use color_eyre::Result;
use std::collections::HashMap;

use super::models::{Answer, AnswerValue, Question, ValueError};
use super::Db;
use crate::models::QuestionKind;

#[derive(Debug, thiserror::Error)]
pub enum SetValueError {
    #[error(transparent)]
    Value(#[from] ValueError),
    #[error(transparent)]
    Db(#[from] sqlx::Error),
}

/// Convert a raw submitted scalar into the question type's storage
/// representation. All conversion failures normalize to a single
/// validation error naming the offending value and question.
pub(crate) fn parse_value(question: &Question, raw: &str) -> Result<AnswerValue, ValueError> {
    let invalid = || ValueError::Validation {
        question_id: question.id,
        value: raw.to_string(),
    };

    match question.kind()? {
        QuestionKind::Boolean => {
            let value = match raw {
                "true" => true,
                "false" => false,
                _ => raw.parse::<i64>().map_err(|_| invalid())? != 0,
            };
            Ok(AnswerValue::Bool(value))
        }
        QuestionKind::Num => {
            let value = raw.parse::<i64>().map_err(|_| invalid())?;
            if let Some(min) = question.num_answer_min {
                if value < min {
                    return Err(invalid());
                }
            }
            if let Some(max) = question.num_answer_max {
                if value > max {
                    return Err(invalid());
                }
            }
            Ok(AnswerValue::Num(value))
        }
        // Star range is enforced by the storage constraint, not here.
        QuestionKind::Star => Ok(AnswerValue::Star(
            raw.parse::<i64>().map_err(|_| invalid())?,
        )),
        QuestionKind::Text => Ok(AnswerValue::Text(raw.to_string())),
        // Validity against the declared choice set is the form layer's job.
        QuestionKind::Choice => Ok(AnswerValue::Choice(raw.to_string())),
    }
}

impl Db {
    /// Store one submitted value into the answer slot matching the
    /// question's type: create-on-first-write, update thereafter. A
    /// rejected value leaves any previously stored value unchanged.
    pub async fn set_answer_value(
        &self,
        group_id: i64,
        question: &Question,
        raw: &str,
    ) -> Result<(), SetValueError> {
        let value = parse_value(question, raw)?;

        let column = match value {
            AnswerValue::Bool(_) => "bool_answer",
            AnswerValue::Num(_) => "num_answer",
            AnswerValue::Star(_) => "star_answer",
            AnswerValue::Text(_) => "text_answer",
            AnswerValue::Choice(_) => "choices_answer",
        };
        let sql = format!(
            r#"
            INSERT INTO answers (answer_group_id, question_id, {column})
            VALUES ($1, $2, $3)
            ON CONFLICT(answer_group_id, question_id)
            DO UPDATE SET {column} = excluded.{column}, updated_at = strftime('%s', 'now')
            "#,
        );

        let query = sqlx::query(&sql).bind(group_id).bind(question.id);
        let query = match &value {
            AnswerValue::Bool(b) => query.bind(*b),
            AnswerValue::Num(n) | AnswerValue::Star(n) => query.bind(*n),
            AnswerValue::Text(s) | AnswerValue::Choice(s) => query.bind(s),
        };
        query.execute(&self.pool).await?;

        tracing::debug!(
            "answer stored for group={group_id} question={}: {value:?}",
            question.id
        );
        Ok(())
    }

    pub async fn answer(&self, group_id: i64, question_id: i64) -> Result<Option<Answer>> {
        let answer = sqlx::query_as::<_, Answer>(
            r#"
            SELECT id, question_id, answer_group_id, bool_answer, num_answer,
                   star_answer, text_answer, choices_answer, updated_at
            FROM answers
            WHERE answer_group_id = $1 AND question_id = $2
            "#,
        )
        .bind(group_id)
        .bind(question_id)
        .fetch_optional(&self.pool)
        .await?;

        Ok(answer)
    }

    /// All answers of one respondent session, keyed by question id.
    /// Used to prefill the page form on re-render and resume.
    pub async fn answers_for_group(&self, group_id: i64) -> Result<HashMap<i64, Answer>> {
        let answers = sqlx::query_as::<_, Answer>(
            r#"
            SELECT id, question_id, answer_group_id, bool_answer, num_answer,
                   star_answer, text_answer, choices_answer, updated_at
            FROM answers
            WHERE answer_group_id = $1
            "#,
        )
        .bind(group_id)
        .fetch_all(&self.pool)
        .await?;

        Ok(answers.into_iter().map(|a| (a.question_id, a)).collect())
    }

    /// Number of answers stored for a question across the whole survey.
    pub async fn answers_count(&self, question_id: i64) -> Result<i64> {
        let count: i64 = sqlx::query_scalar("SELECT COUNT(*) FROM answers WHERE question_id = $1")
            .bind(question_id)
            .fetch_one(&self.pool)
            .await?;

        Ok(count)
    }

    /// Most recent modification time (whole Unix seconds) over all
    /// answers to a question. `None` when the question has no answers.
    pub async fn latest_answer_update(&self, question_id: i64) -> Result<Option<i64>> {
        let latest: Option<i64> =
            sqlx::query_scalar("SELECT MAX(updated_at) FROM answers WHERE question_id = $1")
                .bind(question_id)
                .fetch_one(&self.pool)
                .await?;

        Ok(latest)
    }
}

════════

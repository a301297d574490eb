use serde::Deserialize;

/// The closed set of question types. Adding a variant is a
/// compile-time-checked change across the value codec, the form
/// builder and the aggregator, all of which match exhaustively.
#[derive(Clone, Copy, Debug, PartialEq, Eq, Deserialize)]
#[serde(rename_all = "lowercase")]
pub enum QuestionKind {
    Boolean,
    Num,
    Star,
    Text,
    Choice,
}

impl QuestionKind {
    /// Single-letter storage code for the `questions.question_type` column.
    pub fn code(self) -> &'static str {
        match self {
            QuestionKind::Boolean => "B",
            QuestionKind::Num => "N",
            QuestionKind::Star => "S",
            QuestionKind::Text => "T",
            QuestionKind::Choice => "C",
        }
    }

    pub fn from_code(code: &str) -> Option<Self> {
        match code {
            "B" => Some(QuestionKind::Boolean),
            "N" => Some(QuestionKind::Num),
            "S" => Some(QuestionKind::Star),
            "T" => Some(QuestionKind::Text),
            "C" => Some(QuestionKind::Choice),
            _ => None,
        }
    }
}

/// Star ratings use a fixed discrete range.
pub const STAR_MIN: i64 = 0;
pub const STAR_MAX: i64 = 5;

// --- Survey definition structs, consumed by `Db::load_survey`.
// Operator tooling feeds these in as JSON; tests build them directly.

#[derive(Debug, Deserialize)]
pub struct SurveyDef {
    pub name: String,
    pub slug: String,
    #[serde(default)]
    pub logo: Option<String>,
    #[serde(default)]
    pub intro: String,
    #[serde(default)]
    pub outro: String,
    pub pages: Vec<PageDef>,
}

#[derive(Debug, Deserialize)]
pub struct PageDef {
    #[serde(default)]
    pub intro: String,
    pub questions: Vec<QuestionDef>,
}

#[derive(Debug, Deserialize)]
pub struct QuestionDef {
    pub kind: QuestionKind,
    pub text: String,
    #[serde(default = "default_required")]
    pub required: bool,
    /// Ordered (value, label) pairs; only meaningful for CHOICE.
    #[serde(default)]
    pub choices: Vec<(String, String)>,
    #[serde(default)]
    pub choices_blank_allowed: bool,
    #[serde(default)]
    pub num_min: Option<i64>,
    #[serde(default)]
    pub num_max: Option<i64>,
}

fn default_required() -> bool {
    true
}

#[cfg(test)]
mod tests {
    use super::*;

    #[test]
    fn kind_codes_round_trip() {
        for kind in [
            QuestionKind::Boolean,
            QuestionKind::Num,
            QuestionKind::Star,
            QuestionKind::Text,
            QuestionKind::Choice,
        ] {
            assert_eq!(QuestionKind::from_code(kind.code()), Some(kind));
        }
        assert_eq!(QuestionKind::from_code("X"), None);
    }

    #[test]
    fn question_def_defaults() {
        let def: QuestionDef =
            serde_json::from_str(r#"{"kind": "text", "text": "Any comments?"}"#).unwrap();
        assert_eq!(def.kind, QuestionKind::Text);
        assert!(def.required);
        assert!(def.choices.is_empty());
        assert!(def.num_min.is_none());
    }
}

════════

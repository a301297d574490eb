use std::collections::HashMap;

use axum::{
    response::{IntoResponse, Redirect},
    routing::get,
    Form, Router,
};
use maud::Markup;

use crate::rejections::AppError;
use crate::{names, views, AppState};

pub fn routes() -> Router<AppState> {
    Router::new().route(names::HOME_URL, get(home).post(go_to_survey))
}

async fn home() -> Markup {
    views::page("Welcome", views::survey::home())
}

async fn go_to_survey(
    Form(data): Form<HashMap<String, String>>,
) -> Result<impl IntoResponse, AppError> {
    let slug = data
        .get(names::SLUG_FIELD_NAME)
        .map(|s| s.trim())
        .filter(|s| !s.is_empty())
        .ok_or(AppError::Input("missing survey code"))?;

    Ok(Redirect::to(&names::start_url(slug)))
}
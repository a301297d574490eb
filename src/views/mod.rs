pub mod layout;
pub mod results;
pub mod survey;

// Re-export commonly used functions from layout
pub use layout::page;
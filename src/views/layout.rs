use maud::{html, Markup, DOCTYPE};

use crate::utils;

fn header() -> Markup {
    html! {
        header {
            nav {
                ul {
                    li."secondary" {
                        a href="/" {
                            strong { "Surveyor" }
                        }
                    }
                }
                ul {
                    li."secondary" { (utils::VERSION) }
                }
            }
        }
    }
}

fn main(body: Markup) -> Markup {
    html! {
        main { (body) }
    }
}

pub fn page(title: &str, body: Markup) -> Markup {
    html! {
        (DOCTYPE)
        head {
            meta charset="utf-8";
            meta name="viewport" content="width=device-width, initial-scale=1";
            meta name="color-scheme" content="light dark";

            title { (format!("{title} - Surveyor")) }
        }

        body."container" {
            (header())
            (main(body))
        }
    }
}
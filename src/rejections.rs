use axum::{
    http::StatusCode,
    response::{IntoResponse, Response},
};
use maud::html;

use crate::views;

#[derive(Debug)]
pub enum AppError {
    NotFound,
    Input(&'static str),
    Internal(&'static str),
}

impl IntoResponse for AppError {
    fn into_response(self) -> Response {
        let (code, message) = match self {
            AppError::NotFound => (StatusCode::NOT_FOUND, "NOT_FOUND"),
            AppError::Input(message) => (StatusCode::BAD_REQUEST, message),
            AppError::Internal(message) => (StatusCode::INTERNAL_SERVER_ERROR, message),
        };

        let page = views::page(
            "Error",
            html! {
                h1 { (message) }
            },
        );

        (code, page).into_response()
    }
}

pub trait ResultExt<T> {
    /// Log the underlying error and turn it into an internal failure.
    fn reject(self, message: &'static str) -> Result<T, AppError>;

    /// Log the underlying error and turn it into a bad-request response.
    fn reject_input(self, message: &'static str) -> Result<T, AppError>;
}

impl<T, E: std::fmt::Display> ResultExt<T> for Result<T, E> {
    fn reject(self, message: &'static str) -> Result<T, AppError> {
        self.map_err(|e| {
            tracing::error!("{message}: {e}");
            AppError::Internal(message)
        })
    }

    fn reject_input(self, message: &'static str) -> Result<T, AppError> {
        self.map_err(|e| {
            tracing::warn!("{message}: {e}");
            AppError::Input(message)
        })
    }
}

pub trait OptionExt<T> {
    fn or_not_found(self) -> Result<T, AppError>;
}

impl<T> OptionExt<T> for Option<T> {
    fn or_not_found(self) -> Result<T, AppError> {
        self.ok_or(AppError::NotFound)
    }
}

════════

In the records above, find every line that contains the word "Markup" and copy it.

Answer below:
use maud::Markup;
async fn home() -> Markup {
use maud::{html, Markup, DOCTYPE};
fn header() -> Markup {
fn main(body: Markup) -> Markup {
pub fn page(title: &str, body: Markup) -> Markup {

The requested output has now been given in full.